Reed Smith Client Alerts

Authors: Edward S. Miller Marjorie C. Holmes Kerri Bridges

On 25 May 2016, the National Pensioners Convention (NPC) issued formal proceedings at the Competition Appeals Tribunal (CAT) in London against Pride Mobility Products (Pride) on the grounds of anticompetitive conduct. This is the first collective action of its kind brought in the UK after the law was recently updated in October 2015. It follows failed attempts by the parties to reach a costs settlement.

Current Case Pride is a U.S. manufacturer of mobility scooters for the elderly, based in Exeter, Pennsylvania. The NPC is an organisation that represents pensioners across the UK. Dorothy Gibson, the NPC’s general secretary, aims to represent the claimant class.

On 27 March 2014, the Competition and Markets Authority (CMA) came to the decision that Pride had prevented its retailers from advertising products online and in store below the recommended retail price.

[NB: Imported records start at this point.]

//! The decorator-style entry point.
//!
//! ```no_run
//! # async fn demo() -> clusterfn::error::Result<()> {
//! use std::sync::Arc;
//! use clusterfn::{cluster, CallArguments, ExecutionTarget, FunctionRef};
//!
//! let target = Arc::new(ExecutionTarget::local("/tmp/clusterfn"));
//! let square_all = cluster(FunctionRef::new("jobs.py", "square_all"), target)
//!     .cores(4)
//!     .parallel_loop(3)
//!     .build()?;
//! let squares: Vec<i64> = square_all
//!     .call(CallArguments::new().arg(vec![1, 2, 3, 4, 5, 6]))
//!     .await?;
//! # Ok(())
//! # }
//! ```

use std::sync::Arc;

use serde::de::DeserializeOwned;
use serde_json::Value;
use tracing::{info, warn};

use crate::analyzer::{self, DependencyGraph, FunctionRef};
use crate::environment::EnvironmentBuilder;
use crate::error::{ClusterError, Result};
use crate::orchestrator::{LoopPartitioning, Orchestrator};
use crate::package::{self, CallArguments};
use crate::scheduler::{Scheduler, SchedulerAdapter};
use crate::session::{self, Channel};
use crate::sync::Cancellation;
use crate::target::{ExecutionTarget, ResourceRequest};

/// Starts wrapping `function` for execution on `target`.
pub fn cluster(function: FunctionRef, target: Arc<ExecutionTarget>) -> ClusterFunctionBuilder {
    ClusterFunctionBuilder {
        function,
        target,
        resources: ResourceRequest::default(),
        parallel_loop: None,
        cancellation: Cancellation::new(),
    }
}

pub struct ClusterFunctionBuilder {
    function: FunctionRef,
    target: Arc<ExecutionTarget>,
    resources: ResourceRequest,
    parallel_loop: Option<usize>,
    cancellation: Cancellation,
}

impl ClusterFunctionBuilder {
    pub fn cores(mut self, cores: u32) -> Self {
        self.resources.cores = Some(cores);
        self
    }

    pub fn memory(mut self, memory: impl Into<String>) -> Self {
        self.resources.memory = Some(memory.into());
        self
    }

    pub fn time(mut self, time: impl Into<String>) -> Self {
        self.resources.time = Some(time.into());
        self
    }

    pub fn queue(mut self, queue: impl Into<String>) -> Self {
        self.resources.queue = Some(queue.into());
        self
    }

    /// Overrides every resource field that `resources` sets.
    pub fn resources(mut self, resources: ResourceRequest) -> Self {
        self.resources = self.resources.merged(&resources);
        self
    }

    /// Spreads the function's top-level loop over `partitions` jobs.
    pub fn parallel_loop(mut self, partitions: usize) -> Self {
        self.parallel_loop = Some(partitions);
        self
    }

    pub fn cancellation(mut self, cancellation: Cancellation) -> Self {
        self.cancellation = cancellation;
        self
    }

    pub fn build(self) -> Result<ClusterFunction> {
        if self.parallel_loop == Some(0) {
            return Err(ClusterError::Config(
                "parallel_loop needs at least one partition".to_string(),
            ));
        }
        let resources = self.target.resources.merged(&self.resources);
        resources.memory_mib()?;
        resources.time_seconds()?;
        Ok(ClusterFunction {
            function: self.function,
            target: self.target,
            resources,
            parallel_loop: self.parallel_loop,
            cancellation: self.cancellation,
        })
    }
}

/// A function bound to a target.
pub struct ClusterFunction {
    function: FunctionRef,
    target: Arc<ExecutionTarget>,
    resources: ResourceRequest,
    parallel_loop: Option<usize>,
    cancellation: Cancellation,
}

impl ClusterFunction {
    pub fn function(&self) -> &FunctionRef {
        &self.function
    }

    pub fn target(&self) -> &Arc<ExecutionTarget> {
        &self.target
    }

    /// Runs the function remotely and decodes its return value.
    pub async fn call<T: DeserializeOwned>(&self, arguments: CallArguments) -> Result<T> {
        let value = self.call_value(arguments).await?;
        Ok(serde_json::from_value(value)?)
    }

    pub async fn call_value(&self, arguments: CallArguments) -> Result<Value> {
        let prepared = self.prepare(arguments).await?;
        let channel = session::connect(&self.target).await?;
        let scheduler: Arc<dyn SchedulerAdapter> =
            Arc::new(Scheduler::for_target(self.target.clone(), channel.clone()));
        let result = self.execute(prepared, channel.clone(), scheduler).await;
        if let Err(e) = channel.close().await {
            warn!(target = %self.target.name, error = %e, "Failed to close channel");
        }
        result
    }

    /// Like `call_value`, over an already established channel and adapter.
    pub async fn call_with(
        &self,
        arguments: CallArguments,
        channel: Arc<dyn Channel>,
        scheduler: Arc<dyn SchedulerAdapter>,
    ) -> Result<Value> {
        let prepared = self.prepare(arguments).await?;
        self.execute(prepared, channel, scheduler).await
    }

    /// Everything that can fail before touching the target. Analysis and
    /// packaging read and compress local files, so they run off the
    /// async workers.
    async fn prepare(&self, arguments: CallArguments) -> Result<Prepared> {
        let function = self.function.clone();
        let target = self.target.clone();
        let parallel_loop = self.parallel_loop;
        tokio::task::spawn_blocking(move || prepare(&function, &target, parallel_loop, arguments))
            .await
            .map_err(|e| ClusterError::Orchestration(format!("failed to prepare the call: {}", e)))?
    }

    async fn execute(
        &self,
        prepared: Prepared,
        channel: Arc<dyn Channel>,
        scheduler: Arc<dyn SchedulerAdapter>,
    ) -> Result<Value> {
        let Prepared {
            package,
            partitioning,
        } = prepared;
        let builder = EnvironmentBuilder::new(self.target.clone(), channel.clone());
        let env = builder.build(&package).await?;
        let orchestrator = Orchestrator::new(self.target.clone(), channel, scheduler)?
            .with_cancellation(self.cancellation.clone());
        let result = match &partitioning {
            Some(partitioning) => {
                orchestrator
                    .run_partitioned(&env, &package.manifest, &self.resources, partitioning)
                    .await
            }
            None => orchestrator.run(&env, &package.manifest, &self.resources).await,
        };
        if let Err(e) = builder.teardown(&env).await {
            warn!(env = %env.env_dir.display(), error = %e, "Failed to remove environment");
        }
        if result.is_ok() {
            info!(function = %package.manifest.function, target = %self.target.name, "Call succeeded");
        }
        result
    }
}

struct Prepared {
    package: package::Package,
    partitioning: Option<LoopPartitioning>,
}

fn prepare(
    function: &FunctionRef,
    target: &ExecutionTarget,
    parallel_loop: Option<usize>,
    arguments: CallArguments,
) -> Result<Prepared> {
    let graph = analyzer::analyze(function)?;
    let partitioning = match parallel_loop {
        Some(partitions) => Some(partitioning(&graph, &arguments, partitions)?),
        None => None,
    };
    let package = package::build(&graph, target, arguments)?;
    Ok(Prepared {
        package,
        partitioning,
    })
}

fn partitioning(
    graph: &DependencyGraph,
    arguments: &CallArguments,
    partitions: usize,
) -> Result<LoopPartitioning> {
    let (found, parameter) = graph.partitionable_loop().ok_or_else(|| {
        ClusterError::Config(format!(
            "function '{}' has no top-level for loop over one of its parameters",
            graph.entry.name
        ))
    })?;
    let slot = arguments
        .slot(&graph.entry.parameters, &parameter.name)
        .ok_or_else(|| {
            ClusterError::Config(format!(
                "the loop on line {} iterates over '{}', which this call does not pass",
                found.line, parameter.name
            ))
        })?;
    if !matches!(arguments.get(&slot), Some(Value::Array(_))) {
        return Err(ClusterError::Config(format!(
            "argument '{}' must be a list to be partitioned",
            parameter.name
        )));
    }
    Ok(LoopPartitioning {
        parameter: parameter.name.clone(),
        slot,
        partitions,
    })
}
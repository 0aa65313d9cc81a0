use std::path::Path;
use std::process::ExitCode;
use std::sync::Arc;

use clap::Parser;
use colored::Colorize;
use tracing::{debug, warn};
use tracing_subscriber::EnvFilter;

use clusterfn::analyzer::{self, FunctionRef};
use clusterfn::cluster;
use clusterfn::config::{Command, Config, RunArgs};
use clusterfn::error::{ClusterError, Result};
use clusterfn::fs::FileSystem;
use clusterfn::package;
use clusterfn::sync::Cancellation;
use clusterfn::target::{load_targets, select_target, ExecutionTarget};

fn target(cli: &Config) -> Result<ExecutionTarget> {
    if !cli.targets_file.exists() && cli.target.is_none() {
        debug!(file = %cli.targets_file.display(), "No targets file, running locally");
        return Ok(ExecutionTarget::local(std::env::temp_dir().join("clusterfn")));
    }
    select_target(load_targets(&cli.targets_file)?, cli.target.as_deref())
}

async fn run(mut target: ExecutionTarget, args: &RunArgs) -> Result<()> {
    if args.keep_remote {
        target.options.keep_remote = true;
    }
    let cancellation = Cancellation::new();
    let on_interrupt = cancellation.clone();
    tokio::spawn(async move {
        if tokio::signal::ctrl_c().await.is_ok() {
            eprintln!("{} Interrupted, cancelling jobs", "[clusterfn]".yellow().bold());
            on_interrupt.cancel();
        }
    });

    let mut builder = cluster(args.function.parse::<FunctionRef>()?, Arc::new(target))
        .resources(args.resources())
        .cancellation(cancellation);
    if let Some(partitions) = args.parallel_loop {
        builder = builder.parallel_loop(partitions);
    }
    let function = builder.build()?;
    eprintln!(
        "{} Running {} on {}",
        "[clusterfn]".bold(),
        function.function().to_string().cyan(),
        function.target().name.cyan()
    );
    let value = function.call_value(args.call.parse()?).await?;
    println!("{}", serde_json::to_string_pretty(&value)?);
    Ok(())
}

fn analyze(spec: &str) -> Result<()> {
    let graph = analyzer::analyze(&spec.parse::<FunctionRef>()?)?;
    let yaml = serde_yaml::to_string(&graph)
        .map_err(|e| ClusterError::Orchestration(format!("failed to print graph: {}", e)))?;
    print!("{}", yaml);
    Ok(())
}

fn package(
    target: &ExecutionTarget,
    spec: &str,
    out: &Path,
    arguments: package::CallArguments,
) -> Result<()> {
    let graph = analyzer::analyze(&spec.parse::<FunctionRef>()?)?;
    let package = package::build(&graph, target, arguments)?;
    let path = package.write_to(out)?;
    eprintln!(
        "{} Wrote {} ({} bytes)",
        "[clusterfn]".bold(),
        path.display().to_string().green(),
        package.archive.len()
    );
    println!("{}", package.content_id());
    Ok(())
}

async fn execute(cli: &Config) -> Result<()> {
    let target = target(cli)?;
    match &cli.command {
        Command::Run(args) => run(target, args).await,
        Command::Analyze { function } => analyze(function),
        Command::Package { function, out, call } => package(&target, function, out, call.parse()?),
        Command::Ls { path } => {
            let fs = FileSystem::connect(Arc::new(target)).await?;
            for name in fs.list(path).await? {
                println!("{}", name);
            }
            Ok(())
        }
        Command::Find { pattern, path } => {
            let fs = FileSystem::connect(Arc::new(target)).await?;
            for found in fs.find(pattern, path).await? {
                println!("{}", found);
            }
            Ok(())
        }
    }
}

#[tokio::main]
async fn main() -> ExitCode {
    tracing_subscriber::fmt()
        .with_env_filter(
            EnvFilter::try_from_default_env().unwrap_or_else(|_| EnvFilter::new("clusterfn=info")),
        )
        .with_writer(std::io::stderr)
        .init();

    let cli = Config::parse();
    match execute(&cli).await {
        Ok(()) => ExitCode::SUCCESS,
        Err(e) => {
            if e.is_remote_failure() {
                eprintln!("{} The function raised remotely: {}", "[clusterfn]".red().bold(), e);
            } else {
                eprintln!("{} {}", "[clusterfn]".red().bold(), e);
            }
            if matches!(e, ClusterError::Cancelled) {
                warn!("Call cancelled");
            }
            ExitCode::FAILURE
        }
    }
}
use std::path::Path;

use crate::error::FsError;
use crate::fs::{not_found, DiskUsage, FileStat};
use crate::session::{quote_path, Channel, CommandOutput};

const NOT_FOUND_STATUS: i32 = 66;
const NOT_A_DIRECTORY_STATUS: i32 = 67;

fn guard(full: &Path, directory: bool) -> String {
    let p = quote_path(full);
    let mut script = format!("[ -e {p} ] || exit {};", NOT_FOUND_STATUS);
    if directory {
        script.push_str(&format!(" [ -d {p} ] || exit {};", NOT_A_DIRECTORY_STATUS));
    }
    script
}

async fn run(channel: &dyn Channel, script: String, display: &str) -> Result<CommandOutput, FsError> {
    let output = channel.exec(&script).await?;
    match output.status {
        Some(0) => Ok(output),
        Some(NOT_FOUND_STATUS) => Err(not_found(display)),
        Some(NOT_A_DIRECTORY_STATUS) => Err(FsError::NotADirectory(display.into())),
        _ => Err(FsError::UnexpectedOutput {
            command: script,
            output: output.describe_failure(),
        }),
    }
}

/// Splits `find -print0` output into paths relative to the search root.
fn split_entries(stdout: &[u8]) -> Vec<String> {
    let mut entries = vec![];
    let mut start = 0;
    for end in memchr::memchr_iter(0, stdout) {
        let raw = String::from_utf8_lossy(&stdout[start..end]);
        let rel = raw.strip_prefix("./").unwrap_or(&raw);
        if !rel.is_empty() && rel != "." {
            entries.push(rel.to_string());
        }
        start = end + 1;
    }
    entries
}

pub(super) async fn list(
    channel: &dyn Channel,
    full: &Path,
    display: &str,
) -> Result<Vec<String>, FsError> {
    let script = format!(
        "{} cd {} && find . -mindepth 1 -maxdepth 1 -print0",
        guard(full, true),
        quote_path(full)
    );
    let output = run(channel, script, display).await?;
    Ok(split_entries(&output.stdout))
}

pub(super) async fn walk(
    channel: &dyn Channel,
    full: &Path,
    display: &str,
    files_only: bool,
) -> Result<Vec<String>, FsError> {
    let script = format!(
        "{} cd {} && find . -mindepth 1{} -print0",
        guard(full, true),
        quote_path(full),
        if files_only { " -type f" } else { "" }
    );
    let output = run(channel, script, display).await?;
    Ok(split_entries(&output.stdout))
}

pub(super) async fn stat(
    channel: &dyn Channel,
    full: &Path,
    display: &str,
) -> Result<FileStat, FsError> {
    let script = format!(
        "{} stat -L -c '%s %Y %f %a' {}",
        guard(full, false),
        quote_path(full)
    );
    let output = run(channel, script.clone(), display).await?;
    let text = output.stdout_lossy();
    parse_stat(text.trim()).ok_or(FsError::UnexpectedOutput {
        command: script,
        output: text,
    })
}

fn parse_stat(line: &str) -> Option<FileStat> {
    let mut fields = line.split_whitespace();
    let size = fields.next()?.parse().ok()?;
    let modified = fields.next()?.parse().ok()?;
    let mode = u32::from_str_radix(fields.next()?, 16).ok()?;
    let permissions = u32::from_str_radix(fields.next()?, 8).ok()?;
    Some(FileStat {
        size,
        modified,
        is_directory: mode & 0o170000 == 0o040000,
        permissions: permissions & 0o7777,
    })
}

pub(super) async fn disk_usage(
    channel: &dyn Channel,
    full: &Path,
    display: &str,
) -> Result<DiskUsage, FsError> {
    let script = format!(
        "{} find {} -type f -printf '%s\\n'",
        guard(full, false),
        quote_path(full)
    );
    let output = run(channel, script.clone(), display).await?;
    let mut usage = DiskUsage::default();
    for line in output.stdout_lossy().lines().filter(|l| !l.is_empty()) {
        let size: u64 = line.trim().parse().map_err(|_| FsError::UnexpectedOutput {
            command: script.clone(),
            output: line.to_string(),
        })?;
        usage.total_bytes += size;
        usage.file_count += 1;
    }
    Ok(usage)
}

/// `test` with one of `-e`, `-d`, `-f`.
pub(super) async fn test(channel: &dyn Channel, full: &Path, flag: &str) -> Result<bool, FsError> {
    let script = format!("[ {} {} ]", flag, quote_path(full));
    let output = channel.exec(&script).await?;
    match output.status {
        Some(0) => Ok(true),
        Some(1) => Ok(false),
        _ => Err(FsError::UnexpectedOutput {
            command: script,
            output: output.describe_failure(),
        }),
    }
}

Consumers could stand to recover up to £200 per individual, or £7.7m (including interest) collectively across up to 34,000 claimants,1 should the action succeed at court.

Applicable law The Competition Act 1998 (CA 1998) was amended by the Enterprise Act 2002 to incorporate section 47B, which saw the introduction of a collective action regime for competition cases in the UK. This had limited success, however, as claims could only be filed on an ‘opt-in’ basis (meaning that claimants had to proactively opt-in to the action), and claimants could only be represented by the specified statutory consumer representative.

This mechanism was shown to be ineffective as only one collective action was brought (Consumers Association v JJB Sports)2, and due to the opt-in process, only 130 claimants came forward in this action, out of an affected class of over 130,000.

The Consumer Rights Act 2015 came into force on 1 October 2015. Schedule 8 to this Act modifies section 47B CA 1998 to additionally incorporate an ‘opt-out’ system for collective actions, and widen the scope of the CAT’s power to the extent that it can now hear standalone claims, not only follow-on claims for damages. The ‘CAT Rules’, also now in force, expand upon Schedule 8, and set out in detail how collective actions may be brought.

Now that UK class representatives can select between opt-in, opt-out or a hybrid approach, more claims may be encouraged; but to safeguard against vexatious litigation and avoid the stigma placed upon U.S.-style class actions, measures have been put into place:

  • Class members from other European countries can only participate if they specifically opt in
  • The class representative must be deemed appropriate, including being able to demonstrate ability to pay the defendant’s costs
  • Contingent damages-based agreements are prohibited

Commencing proceedings The CAT has the power to determine whether the action may be brought, having regard to all circumstances and matters it thinks fit. In order to proceed, the collective action must be brought on behalf of an identifiable class; common issues must be raised; and the issue must be suitable to be brought as a collective action. It would be the responsibility of the class representative to manage and organise a unified claim.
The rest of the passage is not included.